TASK ITEM. The answer must be every line of the data that holds the word "struct".

[Records from a collection]
_ _ _ _ _
//! Window decorations (tab, border, buttons, resize knob)
//!
//! The window core only talks to decorations through [`Decorator`]. Two
//! variants exist: [`TabbedDecorator`] for titled looks and
//! [`BorderedDecorator`] for border-only looks. Borderless windows have no
//! decorator at all.

use std::fmt;

use tracing::trace;

use crate::config::DecoratorConfig;
use crate::engine::DrawingEngine;
use crate::region::Region;
use crate::shared::{Point, Rect};
use crate::window::types::{Modifiers, MouseButtons, SizeLimits, WindowLook};

/// What a click on the decoration asks for
#[derive(Debug, Clone, Copy, PartialEq, Eq)]
pub enum ClickType {
    None,
    Close,
    Zoom,
    Minimize,
    Drag,
    Resize,
    SlideTab,
    MoveToBack,
}

impl ClickType {
    /// Button actions fire on release, not on press.
    pub fn is_button(self) -> bool {
        matches!(self, ClickType::Close | ClickType::Zoom | ClickType::Minimize)
    }
}

/// Capability interface the window core uses to drive its decoration
pub trait Decorator: Send + fmt::Debug {
    /// Screen region covered by the decoration for the current frame.
    fn footprint(&self) -> Region;

    /// Paint the parts of the decoration inside `update`.
    fn draw(&self, engine: &dyn DrawingEngine, update: Rect);

    fn set_focus(&mut self, focused: bool);

    fn clicked(&self, point: Point, buttons: MouseButtons, modifiers: Modifiers) -> ClickType;

    fn move_by(&mut self, dx: i32, dy: i32);

    /// Follow a frame resize, adding changed decoration pixels to `dirty`.
    fn resize_by(&mut self, dx: i32, dy: i32, dirty: Option<&mut Region>);

    /// Tighten `limits` to what the decoration can render.
    fn constrain_size_limits(&self, limits: &mut SizeLimits);

    fn tab_location(&self) -> f32 {
        0.0
    }

    /// Slide the tab; returns false if nothing changed.
    fn set_tab_location(&mut self, _location: f32, _dirty: Option<&mut Region>) -> bool {
        false
    }

    fn set_close(&mut self, _pressed: bool) {}

    fn set_zoom(&mut self, _pressed: bool) {}

    fn set_minimize(&mut self, _pressed: bool) {}
}

/// Build the decorator for `look`, or `None` for borderless windows.
pub fn for_look(look: WindowLook, frame: Rect, config: &DecoratorConfig) -> Option<Box<dyn Decorator>> {
    match look {
        WindowLook::NoBorder => None,
        WindowLook::Bordered => Some(Box::new(BorderedDecorator::new(frame, config.clone(), 1))),
        WindowLook::Modal => Some(Box::new(BorderedDecorator::new(
            frame,
            config.clone(),
            config.border_width,
        ))),
        WindowLook::Titled | WindowLook::Document | WindowLook::Floating => {
            Some(Box::new(TabbedDecorator::new(look, frame, config.clone())))
        }
    }
}

/// Ring of `width` pixels around `frame`.
fn border_ring(frame: Rect, width: i32) -> Region {
    let mut ring = Region::from(frame.inset_by(-width, -width));
    ring.exclude_rect(frame);
    ring
}

/// Clicks outside the decoration only count with the window-modifier chord.
pub(crate) fn modifier_action(buttons: MouseButtons, modifiers: Modifiers) -> ClickType {
    if !modifiers.contains(Modifiers::COMMAND | Modifiers::CONTROL) {
        ClickType::None
    } else if buttons.contains(MouseButtons::SECONDARY) {
        ClickType::MoveToBack
    } else {
        ClickType::Drag
    }
}

fn symmetric_difference(a: &Region, b: &Region) -> Region {
    let mut only_a = a.clone();
    only_a.exclude(b);
    let mut only_b = b.clone();
    only_b.exclude(a);
    only_a.include(&only_b);
    only_a
}

fn fill(engine: &dyn DrawingEngine, rect: Rect, update: Rect, color: u32) {
    let clipped = rect.intersection(&update);
    if clipped.is_valid() {
        engine.fill_region(&Region::from(clipped), color);
    }
}

/// Titled decoration: a sliding tab with close/minimize/zoom buttons above
/// a border, plus a resize knob inside the frame for document windows
#[derive(Debug)]
pub struct TabbedDecorator {
    look: WindowLook,
    frame: Rect,
    config: DecoratorConfig,
    /// Tab offset from the left border edge, in pixels
    tab_location: f32,
    focused: bool,
    close_pressed: bool,
    zoom_pressed: bool,
    minimize_pressed: bool,
}

impl TabbedDecorator {
    pub fn new(look: WindowLook, frame: Rect, config: DecoratorConfig) -> Self {
        Self {
            look,
            frame,
            config,
            tab_location: 0.0,
            focused: false,
            close_pressed: false,
            zoom_pressed: false,
            minimize_pressed: false,
        }
    }

    fn tab_height(&self) -> i32 {
        if self.look == WindowLook::Floating {
            self.config.tab_height * 2 / 3
        } else {
            self.config.tab_height
        }
    }

    fn border_rect(&self) -> Rect {
        self.frame
            .inset_by(-self.config.border_width, -self.config.border_width)
    }

    fn tab_width(&self) -> i32 {
        self.config.tab_width.min(self.border_rect().width())
    }

    fn max_tab_location(&self) -> f32 {
        (self.border_rect().width() - self.tab_width()).max(0) as f32
    }

    pub fn tab_rect(&self) -> Rect {
        let border = self.border_rect();
        let left = border.left + self.tab_location as i32;
        Rect::new(
            left,
            border.top - self.tab_height(),
            left + self.tab_width(),
            border.top - 1,
        )
    }

    fn button_rect(&self, slot_from_right: Option<i32>) -> Rect {
        let tab = self.tab_rect();
        let size = self.config.button_size;
        let pad = self.config.button_padding;
        let top = tab.top + (tab.height() - size) / 2;
        let left = match slot_from_right {
            None => tab.left + pad,
            Some(slot) => tab.right - pad - size - slot * (size + pad),
        };
        Rect::new(left, top, left + size, top + size)
    }

    pub fn close_rect(&self) -> Rect {
        self.button_rect(None)
    }

    pub fn zoom_rect(&self) -> Rect {
        self.button_rect(Some(0))
    }

    pub fn minimize_rect(&self) -> Rect {
        self.button_rect(Some(1))
    }

    fn resize_knob_rect(&self) -> Option<Rect> {
        (self.look == WindowLook::Document).then(|| {
            let knob = self.config.resize_knob_size;
            Rect::new(
                self.frame.right - knob,
                self.frame.bottom - knob,
                self.frame.right,
                self.frame.bottom,
            )
        })
    }

    fn in_resize_corner(&self, point: Point) -> bool {
        let corner = self.config.border_width + self.config.resize_knob_size;
        point.x > self.frame.right - corner && point.y > self.frame.bottom - corner
    }
}

impl Decorator for TabbedDecorator {
    fn footprint(&self) -> Region {
        let mut footprint = border_ring(self.frame, self.config.border_width);
        footprint.include_rect(self.tab_rect());
        if let Some(knob) = self.resize_knob_rect() {
            footprint.include_rect(knob);
        }
        footprint
    }

    fn draw(&self, engine: &dyn DrawingEngine, update: Rect) {
        let colors = &self.config.colors;
        trace!("drawing tabbed decorator, update {:?}", update);

        for rect in border_ring(self.frame, self.config.border_width).rects() {
            fill(engine, rect, update, colors.border);
        }
        let tab_color = if self.focused { colors.focused_tab } else { colors.tab };
        fill(engine, self.tab_rect(), update, tab_color);

        let buttons = [
            (self.close_rect(), self.close_pressed, colors.close_button),
            (self.zoom_rect(), self.zoom_pressed, colors.zoom_button),
            (self.minimize_rect(), self.minimize_pressed, colors.minimize_button),
        ];
        for (rect, pressed, color) in buttons {
            fill(engine, rect, update, if pressed { colors.pressed_button } else { color });
        }

        if let Some(knob) = self.resize_knob_rect() {
            fill(engine, knob, update, colors.border);
        }
    }

    fn set_focus(&mut self, focused: bool) {
        self.focused = focused;
    }

    fn clicked(&self, point: Point, buttons: MouseButtons, modifiers: Modifiers) -> ClickType {
        let tab = self.tab_rect();
        let in_tab = tab.contains(point);
        let in_border = border_ring(self.frame, self.config.border_width).contains(point);
        let in_knob = self.resize_knob_rect().is_some_and(|knob| knob.contains(point));

        if !in_tab && !in_border && !in_knob {
            return modifier_action(buttons, modifiers);
        }
        if buttons.contains(MouseButtons::SECONDARY) {
            return ClickType::MoveToBack;
        }
        if in_tab {
            if self.close_rect().contains(point) {
                return ClickType::Close;
            }
            if self.zoom_rect().contains(point) {
                return ClickType::Zoom;
            }
            if self.minimize_rect().contains(point) {
                return ClickType::Minimize;
            }
            if modifiers.contains(Modifiers::SHIFT) {
                return ClickType::SlideTab;
            }
            return ClickType::Drag;
        }
        if in_knob || self.in_resize_corner(point) {
            return ClickType::Resize;
        }
        ClickType::Drag
    }

    fn move_by(&mut self, dx: i32, dy: i32) {
        self.frame = self.frame.offset_by(dx, dy);
    }

    fn resize_by(&mut self, dx: i32, dy: i32, dirty: Option<&mut Region>) {
        let before = self.footprint();
        self.frame.right += dx;
        self.frame.bottom += dy;
        // keep the tab inside the (possibly narrower) border
        self.tab_location = self.tab_location.min(self.max_tab_location());

        if let Some(dirty) = dirty {
            dirty.include(&symmetric_difference(&before, &self.footprint()));
            if let Some(knob) = self.resize_knob_rect() {
                dirty.include_rect(knob);
            }
        }
    }

    fn constrain_size_limits(&self, limits: &mut SizeLimits) {
        let buttons = 3 * self.config.button_size + 4 * self.config.button_padding;
        let min_width = buttons - 2 * self.config.border_width;
        limits.min_width = limits.min_width.max(min_width);
        if let Some(knob) = self.resize_knob_rect() {
            limits.min_height = limits.min_height.max(knob.height());
        }
    }

    fn tab_location(&self) -> f32 {
        self.tab_location
    }

    fn set_tab_location(&mut self, location: f32, dirty: Option<&mut Region>) -> bool {
        let location = location.clamp(0.0, self.max_tab_location());
        if location == self.tab_location {
            return false;
        }
        let old_tab = self.tab_rect();
        self.tab_location = location;
        if let Some(dirty) = dirty {
            dirty.include_rect(old_tab);
            dirty.include_rect(self.tab_rect());
        }
        true
    }

    fn set_close(&mut self, pressed: bool) {
        self.close_pressed = pressed;
    }

    fn set_zoom(&mut self, pressed: bool) {
        self.zoom_pressed = pressed;
    }

    fn set_minimize(&mut self, pressed: bool) {
        self.minimize_pressed = pressed;
    }
}

/// Border-only decoration
#[derive(Debug)]
pub struct BorderedDecorator {
    frame: Rect,
    config: DecoratorConfig,
    width: i32,
}

impl BorderedDecorator {
    pub fn new(frame: Rect, config: DecoratorConfig, width: i32) -> Self {
        Self {
            frame,
            config,
            width: width.max(1),
        }
    }
}

impl Decorator for BorderedDecorator {
    fn footprint(&self) -> Region {
        border_ring(self.frame, self.width)
    }

    fn draw(&self, engine: &dyn DrawingEngine, update: Rect) {
        for rect in self.footprint().rects() {
            fill(engine, rect, update, self.config.colors.border);
        }
    }

    fn set_focus(&mut self, _focused: bool) {}

    fn clicked(&self, point: Point, buttons: MouseButtons, modifiers: Modifiers) -> ClickType {
        if !self.footprint().contains(point) {
            return modifier_action(buttons, modifiers);
        }
        if buttons.contains(MouseButtons::SECONDARY) {
            return ClickType::MoveToBack;
        }
        let corner = self.width + self.config.resize_knob_size;
        if point.x > self.frame.right - corner && point.y > self.frame.bottom - corner {
            return ClickType::Resize;
        }
        ClickType::Drag
    }

    fn move_by(&mut self, dx: i32, dy: i32) {
        self.frame = self.frame.offset_by(dx, dy);
    }

    fn resize_by(&mut self, dx: i32, dy: i32, dirty: Option<&mut Region>) {
        let before = self.footprint();
        self.frame.right += dx;
        self.frame.bottom += dy;
        if let Some(dirty) = dirty {
            dirty.include(&symmetric_difference(&before, &self.footprint()));
        }
    }

    fn constrain_size_limits(&self, _limits: &mut SizeLimits) {}
}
_ _ _ _ _
RESULT FOR THIS TASK.
pub struct TabbedDecorator {
pub struct BorderedDecorator {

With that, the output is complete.